Maker agrees to an effective rate of interest that is the rate stated
above plus any additional rate of interest resulting from any other charges in
the nature of interest paid or to be paid by or on behalf of Maker, or any
benefit received or to be received by Holder, in connection with this Note.
This Note is issued pursuant to the Credit Agreement and is secured by
the Security Documents, as defined in the Credit Agreement.
Time is of the essence of this Note.
Maker shall pay all costs and expenses, including reasonable attorneys'
fees and court costs, incurred in the collection or enforcement of all or any
part of this Note. All such costs and expenses shall be secured by the Security
Documents.
Failure of Holder to exercise any option hereunder shall not constitute
a waiver of the right to exercise the same in the event
of any subsequent default or in the event of continuance of any existing default
after demand for strict performance hereof.
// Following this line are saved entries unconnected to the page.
//! Buffer codec benchmarks.

use criterion::{black_box, criterion_group, criterion_main, BenchmarkId, Criterion, Throughput};
use marshal_buffer::{composite, Codec, Timestamp};
use tokio::runtime::Runtime;
use uuid::Uuid;

#[derive(Debug, Clone, PartialEq)]
struct Sample {
    id: Uuid,
    sequence: u64,
    load: f32,
    created: Timestamp,
    online: bool,
}

composite!(Sample {
    id: Uuid,
    sequence: u64,
    load: f32,
    created: Timestamp,
    online: bool,
});

#[derive(Debug, Clone, PartialEq)]
struct Note {
    author: String,
    priority: i32,
    body: String,
}

composite!(Note {
    author: String,
    priority: i32,
    body: String,
});

fn sample() -> Sample {
    Sample {
        id: Uuid::new_v4(),
        sequence: 42,
        load: 0.75,
        created: Timestamp::from_ticks(638_450_000_000_000_000),
        online: true,
    }
}

fn note(size: usize) -> Note {
    Note {
        author: "bench".to_string(),
        priority: 3,
        body: "x".repeat(size),
    }
}

fn bench_fixed_encode(c: &mut Criterion) {
    let codec = Codec::new();
    let value = sample();

    let mut group = c.benchmark_group("fixed_encode");
    group.throughput(Throughput::Elements(1));
    group.bench_function("sample", |b| {
        b.iter(|| black_box(codec.encode(&value).unwrap()));
    });
    group.finish();
}

fn bench_fixed_decode(c: &mut Criterion) {
    let codec = Codec::new();
    let encoded = codec.encode(&sample()).unwrap();

    let mut group = c.benchmark_group("fixed_decode");
    group.throughput(Throughput::Elements(1));
    group.bench_function("sample", |b| {
        b.iter(|| black_box(codec.decode::<Sample>(&encoded).unwrap()));
    });
    group.finish();
}

fn bench_managed_encode(c: &mut Criterion) {
    let codec = Codec::new();
    let mut group = c.benchmark_group("managed_encode");

    for size in [100, 1000, 10000, 100000] {
        let value = note(size);

        group.throughput(Throughput::Bytes(size as u64));
        group.bench_with_input(BenchmarkId::from_parameter(size), &value, |b, value| {
            b.iter(|| black_box(codec.encode_managed(value).unwrap()));
        });
    }

    group.finish();
}

fn bench_managed_decode(c: &mut Criterion) {
    let codec = Codec::new();
    let mut group = c.benchmark_group("managed_decode");

    for size in [100, 1000, 10000, 100000] {
        let encoded = codec.encode_managed(&note(size)).unwrap();

        group.throughput(Throughput::Bytes(size as u64));
        group.bench_with_input(BenchmarkId::from_parameter(size), &encoded, |b, encoded| {
            b.iter(|| black_box(codec.decode_managed::<Note>(encoded).unwrap()));
        });
    }

    group.finish();
}

fn bench_managed_stream(c: &mut Criterion) {
    let rt = Runtime::new().unwrap();
    let codec = Codec::new();
    let mut group = c.benchmark_group("managed_stream");

    for size in [100, 10000] {
        let value = note(size);

        group.throughput(Throughput::Bytes(size as u64));
        group.bench_with_input(BenchmarkId::from_parameter(size), &value, |b, value| {
            b.to_async(&rt).iter(move || async move {
                let mut out = Vec::with_capacity(size + 32);
                codec.write_managed(&mut out, value).await.unwrap();
                let decoded: Note = codec
                    .read_managed(&mut std::io::Cursor::new(out))
                    .await
                    .unwrap();
                black_box(decoded)
            });
        });
    }

    group.finish();
}

criterion_group!(
    benches,
    bench_fixed_encode,
    bench_fixed_decode,
    bench_managed_encode,
    bench_managed_decode,
    bench_managed_stream,
);

criterion_main!(benches);
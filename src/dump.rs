//! Ad-hoc shapes for the `dump` command.
//!
//! A shape is a comma-separated list of member type names, e.g.
//! `i32,text,uuid,timestamp`.

use marshal_buffer::{PrimitiveKind, PrimitiveValue, Timestamp, TypeIdentity};
use serde_json::{json, Value};
use std::any::Any;
use uuid::Uuid;

/// Names accepted besides the primitive names.
const NAMED_TYPES: &[&str] = &["text", "string", "uuid", "timestamp"];

/// Resolves one member type name.
pub fn identity_for(name: &str) -> Option<TypeIdentity> {
    if let Some(kind) = PrimitiveKind::from_name(name) {
        return Some(kind.identity());
    }
    match name {
        "text" | "string" => Some(TypeIdentity::of::<String>()),
        "uuid" => Some(TypeIdentity::of::<Uuid>()),
        "timestamp" => Some(TypeIdentity::of::<Timestamp>()),
        _ => None,
    }
}

/// Parses shape member names in order.
pub fn parse_shape(names: &[String]) -> Result<Vec<TypeIdentity>, String> {
    if names.is_empty() {
        return Err("shape must name at least one member".to_string());
    }

    names
        .iter()
        .map(|name| {
            let name = name.trim().to_ascii_lowercase();
            identity_for(&name).ok_or_else(|| {
                format!(
                    "unknown member type '{}' (expected a primitive such as i32 or one of: {})",
                    name,
                    NAMED_TYPES.join(", ")
                )
            })
        })
        .collect()
}

fn primitive_json(value: PrimitiveValue) -> Value {
    match value {
        PrimitiveValue::Bool(v) => json!(v),
        PrimitiveValue::Int8(v) => json!(v),
        PrimitiveValue::UInt8(v) => json!(v),
        PrimitiveValue::Char16(v) => json!(v.to_string()),
        PrimitiveValue::Int16(v) => json!(v),
        PrimitiveValue::UInt16(v) => json!(v),
        PrimitiveValue::Int32(v) => json!(v),
        PrimitiveValue::UInt32(v) => json!(v),
        PrimitiveValue::Int64(v) => json!(v),
        PrimitiveValue::UInt64(v) => json!(v),
        PrimitiveValue::Float32(v) => json!(v),
        PrimitiveValue::Float64(v) => json!(v),
    }
}

/// Renders a decoded member as display text and JSON.
pub fn render(identity: TypeIdentity, value: &dyn Any) -> (String, Value) {
    if let Ok(Some(kind)) = PrimitiveKind::classify(identity) {
        if let Some(v) = PrimitiveValue::from_any(kind, value) {
            return (v.to_string(), primitive_json(v));
        }
    }
    if let Some(text) = value.downcast_ref::<String>() {
        return (format!("{:?}", text), json!(text));
    }
    if let Some(id) = value.downcast_ref::<Uuid>() {
        return (id.to_string(), json!(id));
    }
    if let Some(ts) = value.downcast_ref::<Timestamp>() {
        return (ts.to_string(), json!(ts));
    }
    (format!("<{}>", identity.short_name()), Value::Null)
}
//! Built-in resolvers.
//!
//! | Type                 | Kind    | Width                  |
//! |----------------------|---------|------------------------|
//! | `uuid::Uuid`         | fixed   | 16 bytes               |
//! | [`Timestamp`]        | fixed   | 12 bytes (i64 + i32)   |
//! | [`String`]           | managed | UTF-8 byte length      |

mod identifier;
mod text;
mod timestamp;

pub use self::identifier::{UuidResolver, UUID_WIDTH};
pub use self::text::TextResolver;
pub use self::timestamp::{Timestamp, TimestampKind, TimestampResolver, TIMESTAMP_WIDTH};
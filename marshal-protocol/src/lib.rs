//! # marshal-protocol
//!
//! Message models carried over the marshal codec.
//!
//! This crate provides:
//! - Message headers with signature dispatch
//! - Command messages addressed to a fleet manager region
//! - Package file headers and package directory scanning

pub mod error;
pub mod message;
pub mod package;

pub use error::ProtocolError;
pub use message::{
    decode_message, encode_command, encode_package, read_message, write_command, write_package,
    CommandStructure, Message, MessageHeader, MessageKind, COMMAND_SIGNATURE, MESSAGE_VERSION,
    PACKAGE_SIGNATURE,
};
pub use package::{
    find_package, import_package, package_file_name, package_file_name_with_extension,
    read_package_file, read_package_header, scan_packages, validate_package_name,
    write_package_header, write_package_header_file, Package, PackageHeader,
    DEFAULT_PACKAGE_EXTENSION, PACKAGE_FILE_SIGNATURE,
};
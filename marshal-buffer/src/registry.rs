//! Resolver registry.
//!
//! A resolver is the codec for one non-primitive type. Fixed resolvers have a
//! constant width known before any value exists; managed resolvers produce a
//! length per value that travels in the message header.
//!
//! Registration is append-only. Each type identity owns at most one entry,
//! fixed or managed, and a concurrent race on the same identity is settled by
//! the map's entry lock: exactly one caller wins, every other caller receives
//! `DuplicateResolver`.

use crate::error::BufferError;
use crate::identity::TypeIdentity;
use crate::primitive::PrimitiveKind;
use crate::reader::BufferReader;
use crate::resolvers::{TextResolver, TimestampResolver, UuidResolver};
use crate::schema::BufferSchema;
use crate::writer::BufferWriter;
use dashmap::mapref::entry::Entry;
use dashmap::DashMap;
use std::any::Any;
use std::marker::PhantomData;
use std::sync::{Arc, OnceLock};

/// Codec for a type with a constant encoded width.
pub trait FixedResolver<T: Any + Send>: Send + Sync + 'static {
    /// Encoded width in bytes.
    fn width(&self) -> usize;

    /// Writes exactly `width()` bytes.
    fn write(&self, writer: &mut BufferWriter<'_>, value: &T) -> Result<(), BufferError>;

    /// Reads exactly `width()` bytes.
    fn read(&self, reader: &mut BufferReader<'_>) -> Result<T, BufferError>;
}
Maker and all sureties, guarantors and/or endorsers hereof (or of any
obligation hereunder) and accommodation parties hereon (severally each
hereinafter called a "Surety") each: (a) agree that the liability under this
Note of all parties hereto is joint and several; (b) severally waive any and all
formalities in connection with this Note to the maximum extent allowed by law,
including (but not limited to) demand, diligence, presentment for payment,
protest and demand, and notice of extension, dishonor, protest, demand and
nonpayment of this Note; and (c) consent that Holder may extend the time of
payment or otherwise modify the terms of payment of any part or the whole of the
debt evidenced by this Note, at the request of any other person liable hereon,
and such consent shall not alter nor diminish the liability of any person
hereon.
This Note shall be binding upon Maker and its successors and assigns
and shall inure to the benefit of Payee, and any subsequent holders of this
Note, and their successors and assigns.
All notices required or permitted in connection with this Note shall be
given at the place and in the manner provided in the Credit Agreement for the
giving of notices.
If any payment of interest and/or principal is not received by the
Holder hereof when such payment is due, then in addition to the remedies
conferred upon the Holder hereof and the other loan documents, a late charge of
five percent (5%) of the amount of the installment due and unpaid will be added
to the delinquent amount to compensate the Holder hereof for the expense of
handling the delinquency for any payment past due in excess of ten (10) days,
regardless of any notice and cure period.
In any action brought under or arising out of this Note, each obligor,
including successor(s) or assign(s), hereby consents to the application of
California law, with the exception of provisions on conflicts of laws, to the
jurisdiction of any competent court within the State of California, and to
service of process by any means authorized by California law.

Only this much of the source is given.